ACTIVITY: Pick out all lines in the listing holding the string "ActionVector" and copy them.

+ + + + +

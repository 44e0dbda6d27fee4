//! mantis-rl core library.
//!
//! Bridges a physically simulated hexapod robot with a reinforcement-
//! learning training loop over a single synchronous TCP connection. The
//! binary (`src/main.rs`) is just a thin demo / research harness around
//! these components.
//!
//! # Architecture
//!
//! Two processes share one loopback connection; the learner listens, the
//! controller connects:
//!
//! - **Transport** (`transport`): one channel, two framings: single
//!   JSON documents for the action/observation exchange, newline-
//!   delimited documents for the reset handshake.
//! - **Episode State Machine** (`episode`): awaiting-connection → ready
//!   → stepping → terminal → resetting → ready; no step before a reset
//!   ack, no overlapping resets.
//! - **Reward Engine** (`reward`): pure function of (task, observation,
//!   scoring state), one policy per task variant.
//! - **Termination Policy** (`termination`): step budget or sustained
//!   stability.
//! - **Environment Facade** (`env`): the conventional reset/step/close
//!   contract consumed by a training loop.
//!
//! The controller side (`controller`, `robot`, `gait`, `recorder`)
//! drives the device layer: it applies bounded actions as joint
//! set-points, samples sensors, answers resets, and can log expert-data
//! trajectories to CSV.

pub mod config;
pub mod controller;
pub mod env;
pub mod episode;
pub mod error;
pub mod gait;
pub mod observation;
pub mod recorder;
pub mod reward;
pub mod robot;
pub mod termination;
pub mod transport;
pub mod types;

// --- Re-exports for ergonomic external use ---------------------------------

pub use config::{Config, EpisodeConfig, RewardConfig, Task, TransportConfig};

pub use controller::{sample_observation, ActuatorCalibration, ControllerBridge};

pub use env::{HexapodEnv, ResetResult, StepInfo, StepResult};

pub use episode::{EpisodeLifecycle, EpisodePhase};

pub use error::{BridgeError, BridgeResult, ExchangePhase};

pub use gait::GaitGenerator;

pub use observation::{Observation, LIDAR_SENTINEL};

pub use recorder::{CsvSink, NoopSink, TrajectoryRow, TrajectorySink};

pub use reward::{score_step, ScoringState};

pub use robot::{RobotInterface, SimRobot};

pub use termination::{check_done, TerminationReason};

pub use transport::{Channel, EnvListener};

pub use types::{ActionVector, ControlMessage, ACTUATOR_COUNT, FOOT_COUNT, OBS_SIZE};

+ + + + +

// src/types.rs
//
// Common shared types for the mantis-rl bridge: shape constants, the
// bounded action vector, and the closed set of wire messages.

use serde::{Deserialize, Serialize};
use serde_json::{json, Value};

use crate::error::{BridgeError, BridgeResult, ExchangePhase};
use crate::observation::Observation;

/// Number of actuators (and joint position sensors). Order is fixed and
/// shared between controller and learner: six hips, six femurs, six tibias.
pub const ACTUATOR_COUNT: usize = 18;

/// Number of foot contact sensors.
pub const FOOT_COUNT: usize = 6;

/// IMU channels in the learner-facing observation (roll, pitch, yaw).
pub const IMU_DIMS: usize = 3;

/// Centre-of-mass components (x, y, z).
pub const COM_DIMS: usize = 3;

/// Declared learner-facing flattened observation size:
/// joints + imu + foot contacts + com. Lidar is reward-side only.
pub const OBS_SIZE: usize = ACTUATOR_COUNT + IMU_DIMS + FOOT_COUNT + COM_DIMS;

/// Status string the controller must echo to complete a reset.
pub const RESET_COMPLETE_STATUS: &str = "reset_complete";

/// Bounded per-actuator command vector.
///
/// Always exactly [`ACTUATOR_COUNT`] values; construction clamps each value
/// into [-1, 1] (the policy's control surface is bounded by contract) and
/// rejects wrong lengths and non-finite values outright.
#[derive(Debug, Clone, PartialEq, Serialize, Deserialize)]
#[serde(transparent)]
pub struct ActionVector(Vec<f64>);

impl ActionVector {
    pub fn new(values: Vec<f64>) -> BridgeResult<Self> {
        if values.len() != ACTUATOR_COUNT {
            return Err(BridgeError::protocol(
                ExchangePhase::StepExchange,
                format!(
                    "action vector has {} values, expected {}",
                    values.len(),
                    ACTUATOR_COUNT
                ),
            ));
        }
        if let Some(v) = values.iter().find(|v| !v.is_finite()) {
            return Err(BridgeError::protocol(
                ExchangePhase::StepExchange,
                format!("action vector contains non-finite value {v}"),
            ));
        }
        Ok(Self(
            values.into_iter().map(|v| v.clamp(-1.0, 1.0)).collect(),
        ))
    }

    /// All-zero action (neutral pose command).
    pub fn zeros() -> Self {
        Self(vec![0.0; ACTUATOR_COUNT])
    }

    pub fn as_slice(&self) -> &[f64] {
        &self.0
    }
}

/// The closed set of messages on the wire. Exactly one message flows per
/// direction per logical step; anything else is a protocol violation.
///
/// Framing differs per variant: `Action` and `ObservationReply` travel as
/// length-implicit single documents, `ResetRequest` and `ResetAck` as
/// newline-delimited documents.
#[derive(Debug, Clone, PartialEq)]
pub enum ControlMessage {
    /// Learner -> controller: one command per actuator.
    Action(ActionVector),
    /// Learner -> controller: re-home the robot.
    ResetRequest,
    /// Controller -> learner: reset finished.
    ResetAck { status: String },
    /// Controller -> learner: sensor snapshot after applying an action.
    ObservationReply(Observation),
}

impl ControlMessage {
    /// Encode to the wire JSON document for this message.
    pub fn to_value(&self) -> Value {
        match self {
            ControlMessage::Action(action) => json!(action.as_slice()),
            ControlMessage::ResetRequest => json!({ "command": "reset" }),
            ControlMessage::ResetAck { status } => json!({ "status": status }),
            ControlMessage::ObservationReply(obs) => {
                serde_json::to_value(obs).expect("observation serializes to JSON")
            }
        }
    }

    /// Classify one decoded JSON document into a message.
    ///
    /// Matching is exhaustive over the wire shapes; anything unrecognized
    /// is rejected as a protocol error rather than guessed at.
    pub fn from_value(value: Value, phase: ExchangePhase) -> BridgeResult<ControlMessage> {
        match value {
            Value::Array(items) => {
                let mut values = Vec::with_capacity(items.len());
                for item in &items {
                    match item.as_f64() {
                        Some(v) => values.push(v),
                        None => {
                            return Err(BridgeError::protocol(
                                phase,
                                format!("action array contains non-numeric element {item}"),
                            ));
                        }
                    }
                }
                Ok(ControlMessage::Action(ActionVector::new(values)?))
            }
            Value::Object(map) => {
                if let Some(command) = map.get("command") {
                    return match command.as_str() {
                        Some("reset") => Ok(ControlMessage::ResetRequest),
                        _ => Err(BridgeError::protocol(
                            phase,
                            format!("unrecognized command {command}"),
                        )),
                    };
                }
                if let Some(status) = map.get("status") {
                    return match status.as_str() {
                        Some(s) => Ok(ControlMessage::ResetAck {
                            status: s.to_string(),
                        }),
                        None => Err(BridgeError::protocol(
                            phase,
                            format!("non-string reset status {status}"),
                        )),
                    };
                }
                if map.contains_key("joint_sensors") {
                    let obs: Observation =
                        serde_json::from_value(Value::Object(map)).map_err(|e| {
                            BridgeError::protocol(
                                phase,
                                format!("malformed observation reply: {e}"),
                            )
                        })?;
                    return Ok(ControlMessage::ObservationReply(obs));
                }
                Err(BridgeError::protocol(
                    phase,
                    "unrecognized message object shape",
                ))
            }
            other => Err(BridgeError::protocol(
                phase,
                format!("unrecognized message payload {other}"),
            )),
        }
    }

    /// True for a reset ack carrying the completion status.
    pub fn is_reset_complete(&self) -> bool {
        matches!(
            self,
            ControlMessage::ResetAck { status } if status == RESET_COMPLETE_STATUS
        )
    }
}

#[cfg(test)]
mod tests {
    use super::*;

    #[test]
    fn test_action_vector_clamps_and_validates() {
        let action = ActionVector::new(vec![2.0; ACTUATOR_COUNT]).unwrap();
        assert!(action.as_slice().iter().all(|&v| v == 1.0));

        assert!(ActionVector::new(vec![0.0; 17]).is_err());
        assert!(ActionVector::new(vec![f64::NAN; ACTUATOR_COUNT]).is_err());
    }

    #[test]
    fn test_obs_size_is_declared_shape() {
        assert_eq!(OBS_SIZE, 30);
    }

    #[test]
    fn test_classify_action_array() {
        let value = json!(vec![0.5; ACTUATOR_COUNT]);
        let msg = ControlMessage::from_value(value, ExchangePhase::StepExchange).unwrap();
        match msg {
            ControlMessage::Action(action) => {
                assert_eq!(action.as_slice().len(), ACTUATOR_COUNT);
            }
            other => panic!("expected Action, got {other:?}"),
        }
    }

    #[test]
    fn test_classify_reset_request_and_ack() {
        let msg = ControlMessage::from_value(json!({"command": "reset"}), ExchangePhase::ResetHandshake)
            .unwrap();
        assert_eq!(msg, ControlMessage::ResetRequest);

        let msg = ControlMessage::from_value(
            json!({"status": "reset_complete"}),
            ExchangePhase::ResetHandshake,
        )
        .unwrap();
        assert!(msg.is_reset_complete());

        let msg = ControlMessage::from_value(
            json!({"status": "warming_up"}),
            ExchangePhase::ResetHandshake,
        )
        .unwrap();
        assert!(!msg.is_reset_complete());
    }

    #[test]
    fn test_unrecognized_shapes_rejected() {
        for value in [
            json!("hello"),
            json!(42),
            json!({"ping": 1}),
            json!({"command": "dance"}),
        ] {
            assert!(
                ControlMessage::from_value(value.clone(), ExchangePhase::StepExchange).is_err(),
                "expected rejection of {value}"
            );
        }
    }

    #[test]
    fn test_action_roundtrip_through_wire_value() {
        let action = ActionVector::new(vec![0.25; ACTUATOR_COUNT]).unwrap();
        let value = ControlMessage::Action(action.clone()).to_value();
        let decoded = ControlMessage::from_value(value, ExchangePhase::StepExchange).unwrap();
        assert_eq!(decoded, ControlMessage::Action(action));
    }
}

+ + + + +

SOLUTION TO THIS PROBLEM:
pub use types::{ActionVector, ControlMessage, ACTUATOR_COUNT, FOOT_COUNT, OBS_SIZE};
pub struct ActionVector(Vec<f64>);
impl ActionVector {
    Action(ActionVector),
                Ok(ControlMessage::Action(ActionVector::new(values)?))
        let action = ActionVector::new(vec![2.0; ACTUATOR_COUNT]).unwrap();
        assert!(ActionVector::new(vec![0.0; 17]).is_err());
        assert!(ActionVector::new(vec![f64::NAN; ACTUATOR_COUNT]).is_err());
        let action = ActionVector::new(vec![0.25; ACTUATOR_COUNT]).unwrap();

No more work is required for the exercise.